16/04/2019

Acusado de assassinar Aretha não estava com problema mental, atesta laudo

Aretha Dantas foi assassinada por Paulo Aves em maio de 2018 Reprodução

Um laudo do Hospital Psiquiátrico Areolino de Abreu atestou que o acusado de assassinar Aretha Dantas não tinha problemas mentais quando cometeu o crime.

Assinado pelos médicos Juarez Lobo Bessa e José Heráclito Pereira Vale, o laudo afirma que Paulo Alves não estava com suas capacidades comprometidas quando desferiu várias facadas na cabelereira com quem mantinha um relacionamento, jogou o corpo em uma avenida e passou com o carro por cima dela.

O laudo constatou que Paulo agiu de forma premeditada, que ele não sofreu surto psicótico e que estava consciente dos seus atos.

O crime
A cabeleireira Aretha Dantas Claro foi encontrada morta a facadas e depois atropelada na avenida Maranhão, Zona Sul de Teresina, em maio de 2018. O caso gerou revolta em todo o estado. Paulo Alves Santos Neto se entregou no Departamento de Homicídio e Proteção à Pessoa (DHPP), um dia após o crime. 

Na casa dos acusado, policiais encontraram o carro usado no crime todo ensanguentado, uma faca, uma carta, entre outros objetos. A defesa dele alega que a polícia entrou na residência sem autorização.

Aretha foi esfaqueada cerca de 20 vezes no carro dele e seu corpo foi jogado na avenida e ainda passou por cima dela duas vezes com o veículo.

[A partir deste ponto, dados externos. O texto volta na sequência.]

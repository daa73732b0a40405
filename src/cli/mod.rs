//! Command-line interface for blast-fetch.
//!
//! This module implements the CLI using clap. Available commands:
//!
//! - **run**: submit a query, wait for completion, print percent identity
//! - **submit**: submit a query and print the RID only
//! - **fetch**: wait for and parse the report of a previously submitted RID
//! - **parse**: scan a saved text report without touching the network
//!
//! ## Usage
//!
//! ```text
//! # Submit a FASTA query and wait for the result
//! blast-fetch run query.fa
//!
//! # Pipe a bare sequence from stdin
//! echo ACGTACGTACGT | blast-fetch run -
//!
//! # Submit now, collect later
//! blast-fetch submit query.fa
//! blast-fetch fetch 5KZ1Y2B4013
//!
//! # JSON output for scripting
//! blast-fetch run query.fa --format json
//!
//! # Re-scan a report saved earlier
//! blast-fetch parse report.txt
//! ```

use clap::{Parser, Subcommand};

use crate::client::poll::BackoffPolicy;
use crate::client::{BlastClient, SearchParams};
use crate::client::transport::HttpTransport;
use crate::core::{AlignmentIdentity, JobHandle};

pub mod fetch;
pub mod parse;
pub mod run;
pub mod submit;

#[derive(Parser)]
#[command(name = "blast-fetch")]
#[command(author = "Fulcrum Genomics")]
#[command(version)]
#[command(about = "Submit nucleotide queries to NCBI BLAST and extract percent identity")]
#[command(
    long_about = "blast-fetch drives the NCBI BLAST URL API end to end: it submits a nucleotide query, polls until the asynchronous search completes, retrieves the plain-text report, and extracts the identity statistics of the best alignment.\n\nSubmission and retrieval are separate commands as well, so a long-running search can be submitted now and collected later by its RID."
)]
pub struct Cli {
    #[command(subcommand)]
    pub command: Commands,

    /// Enable verbose output
    #[arg(short, long, global = true)]
    pub verbose: bool,

    /// Output format
    #[arg(short, long, global = true, default_value = "text")]
    pub format: OutputFormat,
}

#[derive(Subcommand)]
pub enum Commands {
    /// Submit a query and wait for its result
    Run(run::RunArgs),

    /// Submit a query and print its RID
    Submit(submit::SubmitArgs),

    /// Wait for and parse the report of an existing RID
    Fetch(fetch::FetchArgs),

    /// Scan a saved text report for identity statistics
    Parse(parse::ParseArgs),
}

#[derive(Clone, Copy, Debug, clap::ValueEnum)]
pub enum OutputFormat {
    Text,
    Json,
}

/// Options selecting the search the service should run
#[derive(clap::Args, Debug)]
pub struct SearchOpts {
    /// BLAST program to run
    #[arg(long, default_value = crate::client::DEFAULT_PROGRAM)]
    pub program: String,

    /// Target database to search
    #[arg(long, default_value = crate::client::DEFAULT_DATABASE)]
    pub database: String,

    /// Service endpoint URL
    #[arg(long, default_value = crate::client::DEFAULT_ENDPOINT)]
    pub endpoint: String,
}

/// Options pacing the completion poll loop
#[derive(clap::Args, Debug)]
pub struct PollOpts {
    /// Seconds between status checks
    #[arg(long, default_value = "15")]
    pub poll_interval: u64,

    /// Give up after this many seconds of polling
    #[arg(long, default_value = "600")]
    pub deadline: u64,
}

impl SearchOpts {
    /// Build an HTTPS client for these options
    pub(crate) fn client(&self) -> anyhow::Result<BlastClient<HttpTransport>> {
        let params = SearchParams {
            program: self.program.clone(),
            database: self.database.clone(),
        };
        Ok(BlastClient::new(self.endpoint.clone(), params)?)
    }
}

impl PollOpts {
    pub(crate) fn policy(&self) -> BackoffPolicy {
        BackoffPolicy {
            interval: std::time::Duration::from_secs(self.poll_interval),
            deadline: std::time::Duration::from_secs(self.deadline),
        }
    }
}

/// Print the terminal outcome of a workflow in the requested format
pub(crate) fn print_outcome(
    rid: Option<&JobHandle>,
    identity: Option<AlignmentIdentity>,
    format: OutputFormat,
) -> anyhow::Result<()> {
    match format {
        OutputFormat::Text => match identity {
            Some(identity) => {
                println!(
                    "Alignment: {}/{}",
                    identity.matched_bases, identity.total_bases
                );
                println!("Percent Identity: {}%", identity.percent_identity);
            }
            None => println!("No alignment found."),
        },
        OutputFormat::Json => {
            let json = serde_json::json!({
                "rid": rid.map(JobHandle::as_str),
                "alignment": identity,
            });
            println!("{}", serde_json::to_string_pretty(&json)?);
        }
    }
    Ok(())
}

Paulo não aceitava o fim do relacionamento e alega insanidade mental. O processo está suspenso.

Provas invalidadas
Desembargadores da 2ª Câmara Criminal do Tribunal de Justiça do Piauí tornaram inválidas as provas coletadas contra Paulo Alves dos Santos Neto, acusado de assassinar a ex-companheira Aretha Dantas. A família da vítima recebeu a informação com surpresa ficou indignada com a decisão.